US News & World Report

By Nicole Hemmer

Over the weekend, the New York Times ran a piece by Jonathan Martin on Common Core, the initiative setting voluntary standards for math and English education. Framing Common Core as a wedge issue in the coming election, Martin focused on growing conservative opposition to the standards, which the right derides as “Obamacore.” For months Glenn Beck has been incubating these arguments in his studios, warning his audience that Common Core was “evil stuff.” “If it’s allowed to be in our schools in any form and become the Common Core of America’s next generation,” he told listeners, “it will destroy America and the system of freedom as we know it.”

If Martin’s article is any indication, Common Core is on its way to becoming the new Obamacare: the focal point of Republican opposition to the Obama administration. (Leaving aside that the administration did not design the standards, but merely encouraged their adoption.) And as the racket on the right ratchets up, Democrats may find themselves growing increasingly fond of the new standards. After all, one of the surest ways to convince Democrats that you have a good idea is to get a phalanx of Republicans to oppose it. Nothing cemented Democratic support for the health care law more than Republicans’ 50-odd attempts to repeal it. A Gallup poll from earlier this month bears this out: the best predictor of whether a person supports Obamacare is her party ID.

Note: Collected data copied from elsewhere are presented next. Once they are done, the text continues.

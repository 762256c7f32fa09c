//! Engine configuration
//!
//! All knobs default to the values the engine shipped with; a host can
//! override any subset through JSON (missing fields keep their defaults).

use crate::error::{EngineError, Result};
use crate::files::MAX_FILE_HANDLES;
use crate::pack::MAX_FILES_IN_PACK;
use crate::zone::DEFAULT_ZONE_SIZE;
use serde::{Deserialize, Serialize};
use std::path::Path;

/// Default size of the whole preallocated buffer (16 MiB).
pub const DEFAULT_HUNK_SIZE: usize = 16 * 1024 * 1024;

/// Engine configuration
///
/// # Examples
///
/// ```
/// use bedrock::config::EngineConfig;
///
/// let cfg = EngineConfig::from_json(r#"{ "hunk_size": 2097152 }"#).unwrap();
/// assert_eq!(cfg.hunk_size, 2 * 1024 * 1024);
/// assert_eq!(cfg.zone_size, 128 * 1024); // untouched fields keep defaults
/// ```
#[derive(Debug, Clone, Serialize, Deserialize)]
#[serde(default)]
pub struct EngineConfig {
    /// Size of the single preallocated buffer everything lives in
    pub hunk_size: usize,

    /// Size of the small-block zone slab carved out of the low hunk
    pub zone_size: usize,

    /// Capacity of the open-file handle table
    pub max_file_handles: usize,

    /// Maximum number of directory entries accepted in one pack file
    pub max_pack_entries: usize,
}

impl Default for EngineConfig {
    fn default() -> Self {
        EngineConfig {
            hunk_size: DEFAULT_HUNK_SIZE,
            zone_size: DEFAULT_ZONE_SIZE,
            max_file_handles: MAX_FILE_HANDLES,
            max_pack_entries: MAX_FILES_IN_PACK,
        }
    }
}

impl EngineConfig {
    /// Parse a configuration from JSON text.
    pub fn from_json(text: &str) -> Result<Self> {
        let config: EngineConfig = serde_json::from_str(text)?;
        config.validate()?;
        Ok(config)
    }

    /// Load a configuration from a JSON file.
    pub fn load<P: AsRef<Path>>(path: P) -> Result<Self> {
        let text = std::fs::read_to_string(path)?;
        Self::from_json(&text)
    }

    /// Reject configurations the memory system cannot be built from.
    pub fn validate(&self) -> Result<()> {
        if self.zone_size >= self.hunk_size {
            return Err(EngineError::InvalidConfig(format!(
                "zone size ({}) must be smaller than the hunk size ({})",
                self.zone_size, self.hunk_size
            )));
        }
        if self.max_file_handles == 0 {
            return Err(EngineError::InvalidConfig(
                "at least one file handle is required".to_string(),
            ));
        }
        Ok(())
    }
}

Call it the “partisan crouch”: when under attack by the opposition, partisans fortify their positions and hunker down. But while the partisan crouch makes political decision-making easier — Republicans, for instance, only need to learn Obama’s position in order to calculate their own 180-degrees away from it — it also makes the outcome of political decision-making a lot worse. Look at the mess it’s made for the GOP in foreign policy, where neoconservative saber-rattling predominates because it offers the clearest alternative to Obama’s foreign policy realism.

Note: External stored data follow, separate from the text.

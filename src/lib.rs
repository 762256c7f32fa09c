//! Memory and asset foundation for a classic game engine
//!
//! A self-contained runtime that carves one preallocated buffer into three
//! cooperating allocators, layered beneath an asset loader that reads
//! files either from a game directory on disk or out of a read-only pack
//! archive.
//!
//! ## Features
//!
//! - **Hunk**: bidirectional stack allocator over the single buffer;
//!   permanent data grows from the bottom, frame-scoped data from the top
//! - **Zone**: small-block heap with coalescing, carved out of the low hunk
//! - **Cache**: LRU-evictable blobs in the free middle between the stacks
//! - **Pack reader**: parses archive directories once into hunk memory
//! - **Search path**: later registrations shadow earlier ones, higher
//!   numbered packs shadow lower ones
//! - **Console variables**: open-addressed registry with names in the zone
//!
//! ## Memory map
//!
//! ```text
//! ┌──────────────────────────────┐ 0
//! │ Hunk low stack               │   zone slab, pack directories,
//! │   ↓ grows down the page      │   level data, permanent assets
//! ├──────────────────────────────┤ low_used
//! │                              │
//! │ Cache arena (free middle)    │   LRU-evictable blobs
//! │                              │
//! ├──────────────────────────────┤ N - high_used
//! │ Hunk high stack              │   temp file staging,
//! │   ↑ grows up the page        │   frame working sets
//! └──────────────────────────────┘ N
//! ```
//!
//! ## Example
//!
//! ```no_run
//! use bedrock::{Engine, EngineConfig, LoadDest};
//!
//! let mut engine = Engine::init(&EngineConfig::default())?;
//! engine.add_game_directory("data/id1")?;
//!
//! if let Some(asset) = engine.load("maps/e1m1.bsp", LoadDest::HunkLow)? {
//!     let header = engine.bytes(asset, 4);
//!     println!("first bytes: {:?}", header);
//! }
//! # Ok::<(), bedrock::EngineError>(())
//! ```
//!
//! The whole core is single-threaded by design: no locks, no atomics, and
//! every operation returns before the caller regains control.

pub mod arena;
pub mod cache;
pub mod config;
pub mod cvar;
pub mod engine;
pub mod error;
pub mod files;
pub mod hunk;
pub mod memory;
pub mod pack;
pub mod zone;

pub use arena::Arena;
pub use cache::{Cache, CacheUser, CACHE_HEADER_SIZE};
pub use config::EngineConfig;
pub use cvar::{CvarId, Cvars, MAX_CVARS};
pub use engine::Engine;
pub use error::{EngineError, Result};
pub use files::{FileSystem, FileTable, LoadDest, MAX_FILE_HANDLES};
pub use hunk::{Hunk, HUNK_ALIGN, HUNK_HEADER_SIZE, HUNK_SENTINEL};
pub use memory::Memory;
pub use pack::{Pack, MAX_FILES_IN_PACK, PACK_ENTRY_SIZE, PACK_MAGIC, PACK_NAME_LEN};
pub use zone::{Zone, ZoneBlock, DEFAULT_ZONE_SIZE, MIN_FRAGMENT, ZONE_HEADER_SIZE, ZONE_ID};

/// Crate version.
pub const VERSION: &str = env!("CARGO_PKG_VERSION");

Is the Common Core really headed down the path of Obamacare, though, or is Martin practicing the sort of political journalism that favors — and thus feeds — the polarization narrative? By framing Common Core as a Republican wedge issue, Martin downplays liberal opposition, which he relegates to a “to be sure” paragraph near the end of his piece.

Yet liberal opposition is no small thing when it comes to the new standards. Currently it flows from two sources. First, despite early support for Common Core, some teachers’ unions have been highly critical of the program’s implementation and evaluation methods. Second, many liberals oppose the Common Core because of its origins in the business community, arguing that it is part of the corporatization of education, designed to make students better workers (but not necessarily better thinkers) and to enrich corporations at the cost of better public education.

Martin may simply be charting the coming partisan crouch. After all, in the run-up to the midterm elections politicians have a vested interest in finding wedge issues and dramatizing the differences between the two parties. But journalists play a role in this as well, often giving into the temptation to frame politics in terms of polarization as part of the horse-race narratives that crowd out deeper analysis during election season. That's why highlighting the substantial liberal opposition to Common Core is so important: it reminds us that political issues don’t break down so cleanly between right and left, and that polarization isn’t the only form politics can take.